## humidity (hus)

In [None]:
import intake
import xarray as xr
#import xesmf as xe
import scipy
import numpy as np

import matplotlib.pyplot as plt

import os

import myFuncs
import myPlots


#import dask
#dask.config.set(**{'array.slicing.split_large_chunks': True})

In [None]:
models = [
        # 'IPSL-CM5A-MR', # 1 # super slow for some reason
         'GFDL-CM3',     # 2
        # 'GISS-E2-H',    # 3
        # 'bcc-csm1-1',   # 4
        # 'CNRM-CM5',     # 5
        # 'CCSM4',        # 6 # cannot concatanate files for rcp
        # 'HadGEM2-AO',   # 7
        # 'BNU-ESM',      # 8
        # 'EC-EARTH',     # 9
        # 'FGOALS-g2',    # 10
        # 'MPI-ESM-MR',   # 11
        # 'CMCC-CM',      # 12
        # 'inmcm4',       # 13
        # 'NorESM1-M',    # 14
        # 'CanESM2',      # 15 # rcp scenario: slicing with .sel does not work, says it 'contains no datetime objects'
        # 'MIROC5',       # 16
        # 'HadGEM2-CC',   # 17
        # 'MRI-CGCM3',    # 18
        # 'CESM1-BGC'     # 19
        ]

model = models[0]


historical = False
rcp85 = True

if historical:
    experiment = 'historical'
    period=slice('1970-01','1999-12')
    ensemble = 'r1i1p1'

    if model == 'GISS-E2-H':
        ensemble = 'r6i1p1'

    if model == 'CCSM4':
        ensemble = 'r5i1p1'


if rcp85:
    experiment = 'rcp85'
    period=slice('2070-01','2099-12')
    ensemble = 'r1i1p1'

    if model == 'GISS-E2-H':
        ensemble = 'r2i1p1'

    if model == 'CCSM4':
        ensemble = 'r5i1p1'


ds_dict = intake.cat.nci['esgf'].cmip5.search(
                                        model_id = model, 
                                        experiment = experiment,
                                        time_frequency = 'day', 
                                        realm = 'atmos', 
                                        ensemble = ensemble, 
                                        variable= 'hus').to_dataset_dict()

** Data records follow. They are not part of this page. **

// SPDX-FileCopyrightText: 2026 Mattia Egloff <mattia.egloff@pm.me>
//
// SPDX-License-Identifier: GPL-3.0-or-later

//! Rate-Limited Requester
//!
//! Wraps any [`DiscoveryVariant`] with batch validation, the credential
//! cache and the server-advertised cooldown. The variant only knows how to
//! talk to its enclave; the requester decides when it may.

use std::time::Duration;

use async_trait::async_trait;
use parking_lot::Mutex;
use tokio::time::Instant;
use tracing::{debug, info, warn};

use super::auth::{AuthCache, AuthProvider, CachedAuth, AUTH_TTL};
use super::error::{DiscoveryError, DiscoveryResult};
use super::types::{DiscoveryRequest, DiscoveryResponse, IdentityAccessPair, E164};
use crate::network::{Credentials, NetworkError};

/// A validated lookup, ready to be encoded by a variant.
#[derive(Debug, Clone, PartialEq, Eq)]
pub struct Batch {
    /// Version byte for the request.
    pub version: u8,
    /// Parsed numbers, in request order.
    pub e164s: Vec<E164>,
    /// Known identities.
    pub pairs: Vec<IdentityAccessPair>,
}

/// One enclave protocol family.
///
/// A lookup runs `connect`, `handshake`, `send_batch` and
/// `decrypt_response` in order on one session.
#[async_trait]
pub trait DiscoveryVariant: Send + Sync {
    /// Per-lookup connection state.
    type Session: Send;

    /// Opens a session with `auth`.
    async fn connect(&self, auth: &Credentials) -> DiscoveryResult<Self::Session>;

    /// Authenticates the enclave and agrees on keys.
    async fn handshake(&self, session: &mut Self::Session) -> DiscoveryResult<()>;

    /// Encrypts and sends the batch.
    async fn send_batch(&self, session: &mut Self::Session, batch: &Batch) -> DiscoveryResult<()>;

    /// Receives and decrypts the lookup result.
    async fn decrypt_response(
        &self,
        session: &mut Self::Session,
        batch: &Batch,
    ) -> DiscoveryResult<DiscoveryResponse>;
}

/// Runs lookups through a variant, honoring rate limits.
///
/// # Example
///
/// ```ignore
/// let requester = RateLimitedRequester::new(EnclaveDiscovery::new(config, dialer), provider);
/// let found = requester
///     .request(&DiscoveryRequest::new(["+15551234567"]))
///     .await?;
/// ```
pub struct RateLimitedRequester<V, A> {
    variant: V,
    auth: A,
    cache: AuthCache,
    retry_at: Mutex<Option<Instant>>,
    default_timeout: Option<Duration>,
}

impl<V, A> RateLimitedRequester<V, A>
where
    V: DiscoveryVariant,
    A: AuthProvider,
{
    /// Creates a requester with the default auth TTL and no deadline.
    pub fn new(variant: V, auth: A) -> Self {
        RateLimitedRequester {
            variant,
            auth,
            cache: AuthCache::new(AUTH_TTL),
            retry_at: Mutex::new(None),
            default_timeout: None,
        }
    }

    /// Overrides how long fetched credentials are reused.
    pub fn with_auth_ttl(mut self, ttl: Duration) -> Self {
        self.cache.set_ttl(ttl);
        self
    }

    /// Deadline for lookups that do not carry their own.
    pub fn with_default_timeout(mut self, timeout: Duration) -> Self {
        self.default_timeout = Some(timeout);
        self
    }

    /// The wrapped variant.
    pub fn variant(&self) -> &V {
        &self.variant
    }

    /// End of the current cooldown, if any.
    pub fn retry_at(&self) -> Option<Instant> {
        *self.retry_at.lock()
    }

    /// Currently cached credentials.
    pub fn cached_auth(&self) -> Option<CachedAuth> {
        self.cache.snapshot()
    }

    /// Looks up a batch.
    ///
    /// Oversized or malformed batches fail before any I/O. An active
    /// cooldown is waited out first. A `RateLimited` failure extends the
    /// cooldown for later calls.
    pub async fn request(&self, request: &DiscoveryRequest) -> DiscoveryResult<DiscoveryResponse> {
        let batch = Batch {
            version: request.version(),
            e164s: request.validate()?,
            pairs: request.identity_access_pairs.clone(),
        };

        self.wait_for_cooldown().await;
        let auth = self.cache.get(&self.auth).await?;

        let exchange = self.exchange(&auth, &batch);
        let result = match request.timeout.or(self.default_timeout) {
            Some(timeout) => tokio::time::timeout(timeout, exchange)
                .await
                .unwrap_or(Err(DiscoveryError::Network(NetworkError::Timeout))),
            None => exchange.await,
        };

        match &result {
            Ok(response) => {
                debug!(requested = batch.e164s.len(), found = response.len(), "Discovery complete");
            }
            Err(DiscoveryError::RateLimited { retry_after }) => {
                self.record_retry_after(*retry_after);
            }
            Err(DiscoveryError::Network(error)) if error.is_auth_rejection() => {
                warn!("Discovery credentials rejected, dropping cache");
                self.cache.invalidate();
            }
            Err(error) => warn!(error = %error, "Discovery failed"),
        }
        result
    }

    async fn exchange(
        &self,
        auth: &Credentials,
        batch: &Batch,
    ) -> DiscoveryResult<DiscoveryResponse> {
        let mut session = self.variant.connect(auth).await?;
        self.variant.handshake(&mut session).await?;
        self.variant.send_batch(&mut session, batch).await?;
        self.variant.decrypt_response(&mut session, batch).await
    }

    async fn wait_for_cooldown(&self) {
        loop {
            let current = *self.retry_at.lock();
            let deadline = match current {
                Some(deadline) if deadline > Instant::now() => deadline,
                _ => return,
            };
            info!(
                wait_ms = deadline.saturating_duration_since(Instant::now()).as_millis() as u64,
                "Waiting for discovery cooldown"
            );
            tokio::time::sleep_until(deadline).await;
        }
    }

    /// Overlapping cooldowns keep the later deadline.
    fn record_retry_after(&self, retry_after: Duration) {
        let until = Instant::now() + retry_after;
        let mut retry_at = self.retry_at.lock();
        let next = match *retry_at {
            Some(existing) => existing.max(until),
            None => until,
        };
        warn!(retry_after_secs = retry_after.as_secs(), "Discovery rate limited");
        *retry_at = Some(next);
    }
}
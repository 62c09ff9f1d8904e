// SPDX-FileCopyrightText: 2026 Mattia Egloff <mattia.egloff@pm.me>
//
// SPDX-License-Identifier: GPL-3.0-or-later

//! Connect Process
//!
//! One in-flight connection attempt that any number of callers can await.
//! Aborting it cancels the dial, or closes the Resource it produced.

use std::future::Future;

use futures::future::{BoxFuture, FutureExt, Shared};
use tokio_util::sync::CancellationToken;
use tracing::debug;

use super::error::{NetworkError, NetworkResult};
use super::resource::Resource;
use super::transport::NORMAL_DISCONNECT_CODE;

#[derive(Clone)]
pub(crate) struct ConnectProcess {
    id: u64,
    result: Shared<BoxFuture<'static, NetworkResult<Resource>>>,
    cancel: CancellationToken,
}

impl ConnectProcess {
    /// Starts `connect` on its own task so it progresses without waiters.
    pub(crate) fn spawn<F>(id: u64, connect: F) -> Self
    where
        F: Future<Output = NetworkResult<Resource>> + Send + 'static,
    {
        let cancel = CancellationToken::new();
        let guard = cancel.clone();
        let task = tokio::spawn(async move {
            tokio::select! {
                _ = guard.cancelled() => Err(NetworkError::Aborted),
                result = connect => match result {
                    Ok(resource) if guard.is_cancelled() => {
                        resource.close(NORMAL_DISCONNECT_CODE, "Aborted");
                        Err(NetworkError::Aborted)
                    }
                    other => other,
                },
            }
        });

        let result = async move {
            task.await
                .unwrap_or_else(|e| Err(NetworkError::ConnectionFailed(e.to_string())))
        }
        .boxed()
        .shared();

        ConnectProcess { id, result, cancel }
    }

    pub(crate) fn is(&self, other: &ConnectProcess) -> bool {
        self.id == other.id
    }

    pub(crate) async fn result(&self) -> NetworkResult<Resource> {
        self.result.clone().await
    }

    /// The Resource, if the attempt already succeeded.
    pub(crate) fn peek(&self) -> Option<Resource> {
        match self.result.peek() {
            Some(Ok(resource)) => Some(resource.clone()),
            _ => None,
        }
    }

    pub(crate) fn abort(&self) {
        debug!(process = self.id, "Aborting connect process");
        self.cancel.cancel();
        let result = self.result.clone();
        tokio::spawn(async move {
            if let Ok(resource) = result.await {
                resource.close(NORMAL_DISCONNECT_CODE, "Aborted");
            }
        });
    }
}
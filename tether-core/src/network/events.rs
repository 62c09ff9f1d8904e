// SPDX-FileCopyrightText: 2026 Mattia Egloff <mattia.egloff@pm.me>
//
// SPDX-License-Identifier: GPL-3.0-or-later

//! Event System
//!
//! Callbacks for channel manager events.

use std::sync::Arc;

use super::resource::IncomingRequest;
use super::transport::SocketStatus;

/// Which of the two managed channels an event refers to.
#[derive(Debug, Clone, Copy, PartialEq, Eq, Hash)]
pub enum ChannelKind {
    /// Channel opened with the account credentials.
    Authenticated,
    /// Channel opened without credentials.
    Unauthenticated,
}

/// Events emitted by the channel manager.
#[derive(Debug, Clone)]
pub enum ManagerEvent {
    /// A channel changed status.
    StatusChange {
        /// The channel.
        channel: ChannelKind,
        /// The new status.
        status: SocketStatus,
    },

    /// The server rejected the credentials or invalidated the device.
    AuthError,

    /// The manager transitioned to online.
    Online,

    /// The manager transitioned to offline.
    Offline,

    /// First message delivery request on a fresh authenticated channel.
    FirstEnvelope {
        /// The request that carried it.
        request: IncomingRequest,
    },
}

/// Event handler trait.
///
/// Implement this trait to receive channel manager events.
pub trait EventHandler: Send + Sync {
    /// Called when an event occurs.
    fn on_event(&self, event: ManagerEvent);
}

/// Simple callback-based event handler.
///
/// Wraps a closure for easy event handling.
pub struct CallbackHandler<F>
where
    F: Fn(ManagerEvent) + Send + Sync,
{
    callback: F,
}

impl<F> CallbackHandler<F>
where
    F: Fn(ManagerEvent) + Send + Sync,
{
    /// Creates a new callback handler.
    pub fn new(callback: F) -> Self {
        CallbackHandler { callback }
    }
}

impl<F> EventHandler for CallbackHandler<F>
where
    F: Fn(ManagerEvent) + Send + Sync,
{
    fn on_event(&self, event: ManagerEvent) {
        (self.callback)(event);
    }
}

/// Event dispatcher for managing multiple handlers.
#[derive(Default, Clone)]
pub struct EventDispatcher {
    handlers: Vec<Arc<dyn EventHandler>>,
}

impl EventDispatcher {
    /// Creates a new event dispatcher.
    pub fn new() -> Self {
        EventDispatcher {
            handlers: Vec::new(),
        }
    }

    /// Adds an event handler.
    pub fn add_handler(&mut self, handler: Arc<dyn EventHandler>) {
        self.handlers.push(handler);
    }

    /// Dispatches an event to all handlers.
    pub fn dispatch(&self, event: ManagerEvent) {
        for handler in &self.handlers {
            handler.on_event(event.clone());
        }
    }
}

if not model == 'CanESM2':
    ds_orig =ds_dict[list(ds_dict.keys())[-1]].sel(time=period, lon=slice(0,360),lat=slice(-35,35))

elif (model == 'CanESM2' and experiment == 'historical'):
    ds_orig =ds_dict[list(ds_dict.keys())[-1]].isel(time=slice(43800, 43800+10950)).sel(lon=slice(0,360),lat=slice(-35,35))
elif (model == 'CanESM2' and experiment == 'rcp85'):
    ds_orig = ds_dict[list(ds_dict.keys())[-1]].isel(time=slice(365*64,365*94)).sel(lon=slice(0,360),lat=slice(-35,35))

    
# print(ds_pr.pr.encoding), will show that missing values are represented as 1e+20, although importing it with intake converts them to nan

In [None]:
ds_orig

In [None]:
haveDsOut = True
ds_hus = myFuncs.regrid_conserv(ds_orig, haveDsOut) # path='', model'')

In [None]:
hus = ds_hus.hus*1000
hus.attrs['units']= 'g/kg'
hus

In [None]:
hus.plev.data

In [None]:
da = hus.fillna(0)
hus_vInt = xr.DataArray(
    data=-scipy.integrate.simpson(da, hus.plev.data, axis=1, even='last')/hus.plev.data[0],
    dims=['time','lat', 'lon'],
    coords={'time': hus.time.data, 'lat': hus.lat.data, 'lon': hus.lon.data}
    ,attrs={'units':'mm/day'}
    )


# mass = (pressure/g) * surface area (g and surface are multiplied in numerator and denominator, so we can leave that out for the weighting)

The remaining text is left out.